James Daniels (born September 13, 1997) is an American football guard for the Pittsburgh Steelers  of the National Football League (NFL). He played college football at Iowa.

Early years
Daniels attended Harding High School in Warren, Ohio and was a three year starter for the varsity football team. Along with football, he also participated in track. He committed to play football for the Iowa Hawkeyes in July 2014, choosing the Hawkeyes over schools such as Alabama, Auburn, and Ohio State among others.

College career
Daniels played center at Iowa from 2015 to 2017. After his junior season in 2017, he chose to forgo his senior season and enter the 2018 NFL Draft. He played in 37 games for the Hawkeyes over three years.

Professional career

Chicago Bears
Daniels was drafted by the Chicago Bears in the second round, 39th overall, of the 2018 NFL Draft.

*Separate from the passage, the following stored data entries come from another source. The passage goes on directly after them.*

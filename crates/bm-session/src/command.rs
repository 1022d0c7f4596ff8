//! Text commands the host forwards from its console.

use std::fmt;
use std::str::FromStr;

use crate::SessionError;

#[derive(Clone, Debug, PartialEq, Eq)]
pub enum Command {
    ResetSession,
    RequestRoute,
    TogglePadDisplay,
    ExportHeatmap(String),
    ClearHeatmap,
    GenerateReport,
    ShowPerformanceReport,
    ExportHistory,
    ImportHistory,
    SaveMatch,
    SaveSettings,
    LoadSettings,
    /// `config` lists settings; `config <key> <value>` changes one.
    Config(Option<(String, String)>),
    Help,
}

/// `(name, description)` for every command, in help order.
pub const COMMANDS: &[(&str, &str)] = &[
    ("help",                    "Show this help message"),
    ("reset-session",           "Reset session stats"),
    ("request-route",           "Route over boost pads from the car to the ball"),
    ("toggle-pad-display",      "Toggle boost pad markers"),
    ("export-heatmap <name>",   "Write both heatmaps to heatmaps/<name>.csv"),
    ("clear-heatmap",           "Zero both heatmaps"),
    ("generate-report",         "Summarise the session"),
    ("show-performance-report", "Print per-operation timings"),
    ("save-match",              "Append this session to the match history"),
    ("export-history",          "Write the match history averages to a file"),
    ("import-history",          "Append averages from the export file"),
    ("save-settings",           "Write the current settings to settings.csv"),
    ("load-settings",           "Apply the settings saved in settings.csv"),
    ("config [<key> <value>]",  "Show or change a setting"),
];

impl Command {
    pub fn name(&self) -> &'static str {
        match self {
            Command::ResetSession => "reset-session",
            Command::RequestRoute => "request-route",
            Command::TogglePadDisplay => "toggle-pad-display",
            Command::ExportHeatmap(_) => "export-heatmap",
            Command::ClearHeatmap => "clear-heatmap",
            Command::GenerateReport => "generate-report",
            Command::ShowPerformanceReport => "show-performance-report",
            Command::ExportHistory => "export-history",
            Command::ImportHistory => "import-history",
            Command::SaveMatch => "save-match",
            Command::SaveSettings => "save-settings",
            Command::LoadSettings => "load-settings",
            Command::Config(_) => "config",
            Command::Help => "help",
        }
    }
}

impl fmt::Display for Command {
    fn fmt(&self, f: &mut fmt::Formatter<'_>) -> fmt::Result {
        match self {
            Command::ExportHeatmap(name) => write!(f, "export-heatmap {name}"),
            Command::Config(Some((k, v))) => write!(f, "config {k} {v}"),
            other => f.write_str(other.name()),
        }
    }
}

impl FromStr for Command {
    type Err = SessionError;

    /// Parse one console line.  Surplus arguments are ignored.
    fn from_str(line: &str) -> Result<Self, Self::Err> {
        let mut words = line.split_whitespace();
        let Some(head) = words.next() else {
            return Err(SessionError::UnknownCommand(String::new()));
        };
        let cmd = match head {
            "reset-session" => Command::ResetSession,
            "request-route" => Command::RequestRoute,
            "toggle-pad-display" => Command::TogglePadDisplay,
            "export-heatmap" => match words.next() {
                Some(name) => Command::ExportHeatmap(name.to_owned()),
                None => {
                    return Err(SessionError::MissingArgument {
                        command:  "export-heatmap",
                        argument: "name",
                    });
                }
            },
            "clear-heatmap" => Command::ClearHeatmap,
            "generate-report" => Command::GenerateReport,
            "show-performance-report" => Command::ShowPerformanceReport,
            "export-history" => Command::ExportHistory,
            "import-history" => Command::ImportHistory,
            "save-match" => Command::SaveMatch,
            "save-settings" => Command::SaveSettings,
            "load-settings" => Command::LoadSettings,
            "help" => Command::Help,
            "config" => match (words.next(), words.next()) {
                (None, _) => Command::Config(None),
                (Some(key), Some(value)) => Command::Config(Some((key.to_owned(), value.to_owned()))),
                (Some(_), None) => {
                    return Err(SessionError::MissingArgument { command: "config", argument: "value" });
                }
            },
            other => return Err(SessionError::UnknownCommand(other.to_owned())),
        };
        Ok(cmd)
    }
}
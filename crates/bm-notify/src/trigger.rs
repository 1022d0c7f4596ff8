//! `Trigger`: user-registered notification condition.
//!
//! A trigger is evaluated once per scheduler update against a host-supplied
//! context `C` (typically a snapshot of session state).  Any
//! `FnMut(&C) -> TriggerResult<bool>` closure is a trigger:
//!
//! ```ignore
//! scheduler.register_trigger(
//!     |s: &Snapshot| Ok(s.boost == 0.0),
//!     Notification::custom("empty", "Out of boost!"),
//! );
//! ```

use crate::TriggerResult;

pub trait Trigger<C> {
    /// `Ok(true)` shows the trigger's template notification.
    fn evaluate(&mut self, ctx: &C) -> TriggerResult<bool>;
}

impl<C, F> Trigger<C> for F
where
    F: FnMut(&C) -> TriggerResult<bool>,
{
    #[inline]
    fn evaluate(&mut self, ctx: &C) -> TriggerResult<bool> {
        self(ctx)
    }
}
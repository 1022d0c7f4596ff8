//! `bm-notify`: on-screen notification queue.
//!
//! # Crate layout
//!
//! | Module             | Contents                                              |
//! |--------------------|-------------------------------------------------------|
//! | [`notification`]   | `Notification`, `NotificationKind`, `HudEntry`        |
//! | [`trigger`]        | `Trigger<C>` trait, closure impl                      |
//! | [`scheduler`]      | `NotificationScheduler<C>`, `UpdateReport`            |
//! | [`error`]          | `TriggerError`, `TriggerResult<T>`                    |
//!
//! # Frame model (summary)
//!
//! ```text
//! update(dt, ctx):
//!   every active notification: elapsed += dt
//!   drop those with elapsed >= lifetime
//!   every registered trigger:  Ok(true) → show(template.clone())
//! ```
//!
//! At most `capacity` notifications are active; showing one more evicts the
//! oldest.  The scheduler never draws anything itself: the host reads
//! [`hud_entries`](NotificationScheduler::hud_entries) and renders them.

pub mod error;
pub mod notification;
pub mod scheduler;
pub mod trigger;


pub use error::{TriggerError, TriggerResult};
pub use notification::{DEFAULT_LIFETIME_SECS, HudEntry, Notification, NotificationKind};
pub use scheduler::{DEFAULT_CAPACITY, NotificationScheduler, UpdateReport};
pub use trigger::Trigger;
//! freeplay: synthetic freeplay session for the boost_coach workspace.
//!
//! Drives one car around a lap of the standard pitch for a fixed number of
//! frames with a wandering ball, random boost use and pad pickups, then
//! prints the session report, the profiler report and the route to the ball.
//!
//! ```text
//! RUST_LOG=info cargo run -p freeplay -- [data_dir]
//! ```

use std::f32::consts::TAU;
use std::path::PathBuf;

use anyhow::Result;
use rand::rngs::SmallRng;
use rand::{Rng, SeedableRng};
use tracing::info;
use tracing_subscriber::EnvFilter;

use bm_core::{CoachConfig, PadKind, Vec2, Vec3};
use bm_notify::{Notification, TriggerResult};
use bm_session::{FrameSample, PlayerState, SessionBuilder, Snapshot};

// ── Constants ─────────────────────────────────────────────────────────────────

const SEED:          u64   = 7;
const MAP:           &str  = "Stadium_P";
const FRAME_RATE:    f32   = 120.0;
const SESSION_SECS:  f32   = 90.0;
const LAP_SECS:      f32   = 20.0;
const LAP_RADIUS_X:  f32   = 3_000.0;
const LAP_RADIUS_Y:  f32   = 4_000.0;
/// Boost spent per second while boosting.
const BOOST_BURN:    f32   = 33.3;
const SCREEN:        Vec2  = Vec2::new(1920.0, 1080.0);

/// Car position and velocity on the elliptical lap at time `t`.
fn lap(t: f32) -> (Vec3, Vec3) {
    let w = TAU / LAP_SECS;
    let a = w * t;
    let position = Vec3::new(LAP_RADIUS_X * a.cos(), LAP_RADIUS_Y * a.sin(), 17.0);
    let velocity = Vec3::new(-LAP_RADIUS_X * w * a.sin(), LAP_RADIUS_Y * w * a.cos(), 0.0);
    (position, velocity)
}

/// Orthographic top-down camera over the pitch.
fn top_down(p: Vec3) -> Option<Vec2> {
    let x = (p.x + 4096.0) / 8192.0 * SCREEN.x;
    let y = (5120.0 - p.y) / 10240.0 * SCREEN.y;
    (0.0..=SCREEN.x).contains(&x).then_some(Vec2::new(x, y))
}

fn main() -> Result<()> {
    tracing_subscriber::fmt()
        .with_env_filter(EnvFilter::from_default_env())
        .init();

    let data_dir = std::env::args().nth(1).map(PathBuf::from).unwrap_or_else(|| PathBuf::from("data"));
    let config = CoachConfig { data_dir, ..CoachConfig::default() };

    println!("=== freeplay: boost_coach ===");
    println!("Map: {MAP}  |  {SESSION_SECS} s at {FRAME_RATE} Hz  |  Seed: {SEED}");
    println!();

    let mut session = SessionBuilder::with_config(config).map(MAP).load_history(true).build()?;
    session.register_trigger(
        |s: &Snapshot| -> TriggerResult<bool> { Ok(s.speed >= 2_200.0 && s.boost > 50.0) },
        Notification::custom("supersonic", "Supersonic with boost to spare"),
    );

    let mut rng = SmallRng::seed_from_u64(SEED);
    let dt = 1.0 / FRAME_RATE;
    let frames = (SESSION_SECS * FRAME_RATE) as u64;

    let mut boost = 33.0_f32;
    let mut boosting = false;
    let mut ball = Vec3::new(0.0, 0.0, 93.0);
    let mut drawn = 0usize;
    let mut coached = 0usize;

    for i in 0..frames {
        let t = i as f32 * dt;
        let (position, velocity) = lap(t);

        // Toggle boosting every so often; burn while held.
        if rng.gen_bool(0.02) {
            boosting = !boosting;
        }
        if boosting {
            boost = (boost - BOOST_BURN * dt).max(0.0);
        }
        // Occasional pad pickups.
        if rng.gen_bool(0.004) {
            let kind = if rng.gen_bool(0.25) { PadKind::Major } else { PadKind::Minor };
            boost = (boost + kind.yield_amount()).min(100.0);
        }

        ball.x = (ball.x + rng.gen_range(-15.0..15.0)).clamp(-4000.0, 4000.0);
        ball.y = (ball.y + rng.gen_range(-15.0..15.0)).clamp(-5000.0, 5000.0);
        let touched = position.distance(ball) < 150.0;

        let frame = FrameSample {
            ball_touched: touched,
            ..FrameSample::new(dt, PlayerState { position, velocity, boost }).with_ball(ball)
        };
        let report = session.tick(&frame);
        coached += report.coaching.len();

        if i % (5 * FRAME_RATE as u64) == 0 {
            for line in session.execute("request-route") {
                info!("{line}");
            }
        }
        drawn += session.render(&top_down, SCREEN).len();
    }

    println!("Frames: {frames}  |  Draw commands: {drawn}  |  Coaching notifications: {coached}");
    println!();
    println!("── Session report ──");
    for line in session.execute("generate-report") {
        println!("  {line}");
    }
    println!();
    println!("── Route to ball ──");
    for line in session.execute("request-route") {
        println!("  {line}");
    }
    println!();
    println!("── Performance ──");
    for line in session.execute("show-performance-report") {
        println!("  {line}");
    }
    println!();

    let path = session.export_heatmap("freeplay")?;
    println!("Heatmap written to {}", path.display());
    session.save_match()?;
    println!("Match appended to history ({} previous matches)", session.metrics.history_log.len());

    Ok(())
}
//! Pad identifiers.

use std::fmt;
use std::num::TryFromIntError;

/// Index of a pickup node within one map's `NavGraph`.
///
/// Only meaningful together with the graph it was issued by; a map change
/// invalidates every `PadId` held by the caller.  The inner integer is `pub`
/// so tests and tables can spell ids directly; use [`index`](Self::index)
/// for `Vec` access.
#[derive(Copy, Clone, PartialEq, Eq, Hash, PartialOrd, Ord, Debug)]
#[cfg_attr(feature = "serde", derive(serde::Serialize, serde::Deserialize))]
pub struct PadId(pub u32);

impl PadId {
    /// No pad.  Returned by lookups on an empty graph.
    pub const INVALID: PadId = PadId(u32::MAX);

    #[inline]
    pub fn index(self) -> usize {
        self.0 as usize
    }

    #[inline]
    pub fn is_valid(self) -> bool {
        self != Self::INVALID
    }
}

impl Default for PadId {
    /// `INVALID`, so an unset id never aliases pad 0.
    fn default() -> Self {
        Self::INVALID
    }
}

impl fmt::Display for PadId {
    fn fmt(&self, f: &mut fmt::Formatter<'_>) -> fmt::Result {
        write!(f, "PadId({})", self.0)
    }
}

impl TryFrom<usize> for PadId {
    type Error = TryFromIntError;

    fn try_from(n: usize) -> Result<Self, Self::Error> {
        u32::try_from(n).map(PadId)
    }
}
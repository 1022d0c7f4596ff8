//! Game-time clock.
//!
//! All time-based behaviour in the workspace (notification lifetimes, the
//! efficiency TTL, coaching timers) is measured in game seconds accumulated
//! from the host's per-frame delta, never from the wall clock.  That keeps
//! every engine deterministic under test.

use std::fmt;

/// Accumulates per-frame deltas into elapsed game seconds.
#[derive(Clone, Debug, Default, PartialEq)]
#[cfg_attr(feature = "serde", derive(serde::Serialize, serde::Deserialize))]
pub struct GameClock {
    /// Seconds since the clock was created or last reset.
    pub elapsed_secs: f32,
    /// Number of frames advanced.
    pub frame: u64,
}

impl GameClock {
    pub fn new() -> Self {
        Self::default()
    }

    /// Advance by one frame of `dt` seconds.  Negative deltas are ignored.
    #[inline]
    pub fn advance(&mut self, dt: f32) {
        if dt > 0.0 {
            self.elapsed_secs += dt;
        }
        self.frame += 1;
    }

    #[inline]
    pub fn now(&self) -> f32 {
        self.elapsed_secs
    }

    pub fn reset(&mut self) {
        *self = Self::default();
    }

    /// Break elapsed time into (minutes, seconds).
    pub fn elapsed_ms(&self) -> (u32, u32) {
        let total = self.elapsed_secs.max(0.0) as u32;
        (total / 60, total % 60)
    }
}

impl fmt::Display for GameClock {
    fn fmt(&self, f: &mut fmt::Formatter<'_>) -> fmt::Result {
        let (m, s) = self.elapsed_ms();
        write!(f, "frame {} ({}:{:02})", self.frame, m, s)
    }
}
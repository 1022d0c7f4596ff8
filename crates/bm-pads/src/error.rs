//! Routing error type.

use thiserror::Error;

use bm_core::PadId;

/// Errors produced by `bm-pads`.
///
/// None of these are fatal to a session: [`find_path`](crate::find_path)
/// maps every variant to an empty [`RoutePlan`](crate::RoutePlan).
#[derive(Debug, Error, PartialEq, Eq)]
pub enum PadError {
    #[error("graph has no nodes; routing unavailable on this map")]
    EmptyGraph,

    #[error("node {0} not found in graph")]
    NodeNotFound(PadId),

    #[error("no route from {from} to {to}")]
    NoRoute { from: PadId, to: PadId },
}

pub type PadResult<T> = Result<T, PadError>;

Eric Kush started the 2018 season at left guard, though Daniels was slowly integrated into the role by splitting time with Kush as the year progressed. On October 28, he became the starter at the position against the New York Jets after Kush suffered a neck injury. He started 10 games as a rookie, nine at left guard and one at right guard.

Before the 2019 season, Daniels was moved to center, with then-incumbent center Cody Whitehair shifting to left guard. In November, with the Bears' offense struggling and right guard Kyle Long being placed on injured reserve, Daniels returned to left guard.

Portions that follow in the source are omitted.